[apparmor] towards an hfa

Sun Nov 21 13:38:36 GMT 2010

AppArmor currently uses a dfa for its pattern matching, this however
can lead to a rather large memory foot print for policy, result in
policy that is not computable, and can't support some of the features
we want.

I have recommended moving towards a hybrid finite automata in the past
and this is a rough outline of what I believe needs to be done and the
steps to get there.  The steps are outlined roughly in order but there
can be some overlap and reordering.

= Recap =
using a dfa has some advantages
- kN matching runtime for any string of length N
- small matching algorithm, easy to verify
- no runtime bound checks, tables can be computed and verified in
  userspace, and kernel can do table consistency checks at load time.
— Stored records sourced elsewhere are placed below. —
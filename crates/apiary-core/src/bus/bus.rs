//! Topic-pattern publish/subscribe router.

use std::collections::{HashMap, VecDeque};
use std::sync::atomic::{AtomicBool, AtomicU64, Ordering};
use std::sync::{Arc, Mutex, RwLock};
use std::time::Duration;

use tokio::sync::mpsc;
use tokio::task::JoinHandle;
use tokio_util::sync::CancellationToken;
use tracing::{debug, info, warn};

use super::types::{short_id, BusConfig, BusStats, Event, EventHandler, EventPriority, Subscription};
use crate::error::{Error, Result};

/// Central async event bus.
///
/// Supports topic-based pub/sub with wildcard matching:
///   - `"task.created"` — exact match
///   - `"task.*"`       — any topic under the `task.` prefix
///   - `"*"`            — every topic
///
/// Dispatch is best-effort and at-most-once per handler per event: queued
/// events are lost if the process stops between enqueue and drain. Handlers
/// for one event are invoked in priority order but run concurrently, and an
/// error in one handler never stops delivery to the others.
///
/// The bus is cheap to clone; clones share the same subscription table,
/// queue, and counters.
#[derive(Clone)]
pub struct EventBus {
    inner: Arc<BusInner>,
}

struct BusInner {
    config: BusConfig,
    /// Exact-topic subscriptions, keyed by topic.
    topics: RwLock<HashMap<String, Vec<Subscription>>>,
    /// Trailing-wildcard subscriptions, keyed by the full `prefix.*` pattern.
    wildcards: RwLock<HashMap<String, Vec<Subscription>>>,
    /// Global `*` subscriptions.
    globals: RwLock<Vec<Subscription>>,
    queue_tx: mpsc::Sender<Event>,
    queue_rx: tokio::sync::Mutex<mpsc::Receiver<Event>>,
    history: Mutex<VecDeque<Event>>,
    running: AtomicBool,
    tick: Mutex<Option<TickTask>>,
    published: AtomicU64,
    dispatched: AtomicU64,
    errors: AtomicU64,
}

struct TickTask {
    token: CancellationToken,
    handle: JoinHandle<()>,
}

impl Default for EventBus {
    fn default() -> Self {
        Self::new(BusConfig::default())
    }
}

impl EventBus {
    /// Create a bus with the given configuration.
    #[must_use]
    pub fn new(config: BusConfig) -> Self {
        let (queue_tx, queue_rx) = mpsc::channel(config.queue_capacity.max(1));
        Self {
            inner: Arc::new(BusInner {
                config,
                topics: RwLock::new(HashMap::new()),
                wildcards: RwLock::new(HashMap::new()),
                globals: RwLock::new(Vec::new()),
                queue_tx,
                queue_rx: tokio::sync::Mutex::new(queue_rx),
                history: Mutex::new(VecDeque::new()),
                running: AtomicBool::new(false),
                tick: Mutex::new(None),
                published: AtomicU64::new(0),
                dispatched: AtomicU64::new(0),
                errors: AtomicU64::new(0),
            }),
        }
    }

    // ── Subscription management ─────────────────────────────────────

    /// Subscribe a handler to a topic pattern.
    ///
    /// Returns the subscriber id (generated when not provided). Subscribing
    /// the same id to the same pattern again replaces the existing handler
    /// instead of adding a duplicate; distinct ids may share a pattern.
    pub fn subscribe(
        &self,
        pattern: impl Into<String>,
        handler: EventHandler,
        subscriber_id: Option<String>,
        priority: EventPriority,
    ) -> String {
        let pattern = pattern.into();
        let subscriber_id = subscriber_id.unwrap_or_else(|| short_id(8));
        let sub = Subscription {
            handler,
            subscriber_id: subscriber_id.clone(),
            topic_pattern: pattern.clone(),
            priority,
        };

        if pattern == "*" {
            let mut globals = self.inner.globals.write().unwrap();
            upsert(&mut globals, sub);
        } else if pattern.ends_with(".*") {
            let mut wildcards = self.inner.wildcards.write().unwrap();
            upsert(wildcards.entry(pattern.clone()).or_default(), sub);
        } else {
            let mut topics = self.inner.topics.write().unwrap();
            upsert(topics.entry(pattern.clone()).or_default(), sub);
        }

        debug!(subscriber_id = %subscriber_id, pattern = %pattern, "subscription added");
        subscriber_id
    }

    /// Subscribe an async closure at normal priority.
    pub fn subscribe_fn<F, Fut>(
        &self,
        pattern: impl Into<String>,
        subscriber_id: Option<String>,
        handler: F,
    ) -> String
    where
        F: Fn(Event) -> Fut + Send + Sync + 'static,
        Fut: std::future::Future<Output = anyhow::Result<()>> + Send + 'static,
    {
        self.subscribe(
            pattern,
            Arc::new(move |event| Box::pin(handler(event))),
            subscriber_id,
            EventPriority::Normal,
        )
    }

    /// Remove every subscription held by a subscriber. Returns the count removed.
    pub fn unsubscribe(&self, subscriber_id: &str) -> usize {
        let mut removed = 0;

        {
            let mut topics = self.inner.topics.write().unwrap();
            for subs in topics.values_mut() {
                let before = subs.len();
                subs.retain(|s| s.subscriber_id != subscriber_id);
                removed += before - subs.len();
            }
            topics.retain(|_, subs| !subs.is_empty());
        }
        {
            let mut wildcards = self.inner.wildcards.write().unwrap();
            for subs in wildcards.values_mut() {
                let before = subs.len();
                subs.retain(|s| s.subscriber_id != subscriber_id);
                removed += before - subs.len();
            }
            wildcards.retain(|_, subs| !subs.is_empty());
        }
        {
            let mut globals = self.inner.globals.write().unwrap();
            let before = globals.len();
            globals.retain(|s| s.subscriber_id != subscriber_id);
            removed += before - globals.len();
        }

        if removed > 0 {
            debug!(subscriber_id = %subscriber_id, removed, "unsubscribed");
        }
        removed
    }

    // ── Publishing ──────────────────────────────────────────────────

    /// Enqueue an event for dispatch.
    ///
    /// Applies backpressure when the queue is at capacity. If the bus is
    /// running and no drain is in progress, the queue is drained
    /// immediately; otherwise the event waits for the periodic tick.
    pub async fn publish(&self, event: Event) {
        debug!(id = %event.id, topic = %event.topic, source = %event.source, "event published");
        if self.inner.queue_tx.send(event).await.is_err() {
            // Receiver lives as long as the bus; this is unreachable in practice.
            warn!("event queue closed, event dropped");
            return;
        }
        self.inner.published.fetch_add(1, Ordering::Relaxed);

        if self.inner.running.load(Ordering::SeqCst) {
            self.drain().await;
        }
    }

    /// Enqueue an event without waiting for queue capacity.
    ///
    /// The synchronous edge for non-async call sites. The event is picked
    /// up by the next drain tick.
    pub fn publish_nowait(&self, event: Event) -> Result<()> {
        self.inner.queue_tx.try_send(event).map_err(|_| Error::QueueFull {
            capacity: self.inner.config.queue_capacity,
        })?;
        self.inner.published.fetch_add(1, Ordering::Relaxed);
        Ok(())
    }

    // ── Lifecycle ───────────────────────────────────────────────────

    /// Start the periodic drain tick.
    ///
    /// Publishing already triggers an immediate drain; the tick guarantees
    /// queued events are eventually flushed even with no new publishes.
    pub async fn start(&self) {
        if self.inner.running.swap(true, Ordering::SeqCst) {
            return;
        }

        let token = CancellationToken::new();
        let child = token.clone();
        let bus = self.clone();
        let tick = Duration::from_millis(self.inner.config.tick_interval_ms.max(1));
        let handle = tokio::spawn(async move {
            loop {
                tokio::select! {
                    _ = tokio::time::sleep(tick) => bus.drain().await,
                    _ = child.cancelled() => break,
                }
            }
        });

        {
            let mut slot = self.inner.tick.lock().unwrap();
            *slot = Some(TickTask { token, handle });
        }
        info!("event bus started");
    }

    /// Stop the tick, then perform one final drain of the queue.
    pub async fn stop(&self) {
        if !self.inner.running.swap(false, Ordering::SeqCst) {
            return;
        }

        let tick = {
            let mut slot = self.inner.tick.lock().unwrap();
            slot.take()
        };
        if let Some(tick) = tick {
            tick.token.cancel();
            let _ = tick.handle.await;
        }

        self.drain().await;
        let stats = self.stats();
        info!(
            published = stats.published,
            dispatched = stats.dispatched,
            errors = stats.errors,
            "event bus stopped"
        );
    }

    /// Whether the drain tick is active.
    #[must_use]
    pub fn is_running(&self) -> bool {
        self.inner.running.load(Ordering::SeqCst)
    }

    // ── Dispatch ────────────────────────────────────────────────────

    /// Drain the queue, dispatching each event in turn.
    ///
    /// A no-op when another drain holds the receiver: the active drainer
    /// keeps pulling until the queue is empty, so nothing is stranded.
    pub async fn drain(&self) {
        let Ok(mut queue_rx) = self.inner.queue_rx.try_lock() else {
            return;
        };
        while let Ok(event) = queue_rx.try_recv() {
            self.dispatch_event(event).await;
        }
    }

    async fn dispatch_event(&self, event: Event) {
        {
            let mut history = self.inner.history.lock().unwrap();
            history.push_back(event.clone());
            while history.len() > self.inner.config.max_history {
                history.pop_front();
            }
        }

        let mut matched = self.matching_subscriptions(&event.topic);
        // Stable sort: equal priorities keep subscription order.
        matched.sort_by(|a, b| b.priority.cmp(&a.priority));

        if !matched.is_empty() {
            let calls: Vec<_> = matched
                .into_iter()
                .map(|sub| {
                    let event = event.clone();
                    async move {
                        let topic = event.topic.clone();
                        if let Err(error) = (sub.handler)(event).await {
                            warn!(
                                subscriber_id = %sub.subscriber_id,
                                topic = %topic,
                                error = %error,
                                "event handler failed"
                            );
                            self.inner.errors.fetch_add(1, Ordering::Relaxed);
                        }
                    }
                })
                .collect();
            futures::future::join_all(calls).await;
        }

        self.inner.dispatched.fetch_add(1, Ordering::Relaxed);
    }

    /// Collect subscriptions matching a topic: exact, `prefix.*`, then global.
    fn matching_subscriptions(&self, topic: &str) -> Vec<Subscription> {
        let mut matched = Vec::new();

        {
            let topics = self.inner.topics.read().unwrap();
            if let Some(subs) = topics.get(topic) {
                matched.extend(subs.iter().cloned());
            }
        }
        {
            let wildcards = self.inner.wildcards.read().unwrap();
            for (pattern, subs) in wildcards.iter() {
                // "task.*" matches "task.created" and "task.sub.deep",
                // but not a literal publish to "task.*" itself.
                let prefix = &pattern[..pattern.len() - 1];
                if topic != pattern.as_str() && topic.starts_with(prefix) {
                    matched.extend(subs.iter().cloned());
                }
            }
        }
        {
            let globals = self.inner.globals.read().unwrap();
            matched.extend(globals.iter().cloned());
        }

        matched
    }

    // ── Introspection ───────────────────────────────────────────────

    /// Snapshot of the delivery counters.
    #[must_use]
    pub fn stats(&self) -> BusStats {
        BusStats {
            published: self.inner.published.load(Ordering::Relaxed),
            dispatched: self.inner.dispatched.load(Ordering::Relaxed),
            errors: self.inner.errors.load(Ordering::Relaxed),
        }
    }

    /// Total number of active subscriptions.
    #[must_use]
    pub fn subscription_count(&self) -> usize {
        let topics: usize = {
            let topics = self.inner.topics.read().unwrap();
            topics.values().map(Vec::len).sum()
        };
        let wildcards: usize = {
            let wildcards = self.inner.wildcards.read().unwrap();
            wildcards.values().map(Vec::len).sum()
        };
        let globals = self.inner.globals.read().unwrap().len();
        topics + wildcards + globals
    }

    /// The most recently dispatched events, oldest first.
    #[must_use]
    pub fn recent_events(&self, limit: usize) -> Vec<Event> {
        let history = self.inner.history.lock().unwrap();
        let skip = history.len().saturating_sub(limit);
        history.iter().skip(skip).cloned().collect()
    }
}

/// Insert a subscription, replacing an existing one with the same id and
/// pattern so re-subscription stays idempotent.
fn upsert(subs: &mut Vec<Subscription>, sub: Subscription) {
    if let Some(existing) = subs
        .iter_mut()
        .find(|s| s.subscriber_id == sub.subscriber_id && s.topic_pattern == sub.topic_pattern)
    {
        *existing = sub;
    } else {
        subs.push(sub);
    }
}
The dfa has certain constraints we would like to work around
- policy size, which is affected by
  - state count (which results in larger policy) due to state explosion
    caused by
    - counting constraints
    - repetitive subpatterns (pcre .* [^x]* etc)
  - dfa storage format
  - redundancy elimination (pre format compression)
    - we reduce to minimum states per profile but profiles could share
      dfas
  - effectiveness compression routine (current routine is an N2
    approximation of np complete packing)
- no internal variables
- no back reference support (super set of internal variables)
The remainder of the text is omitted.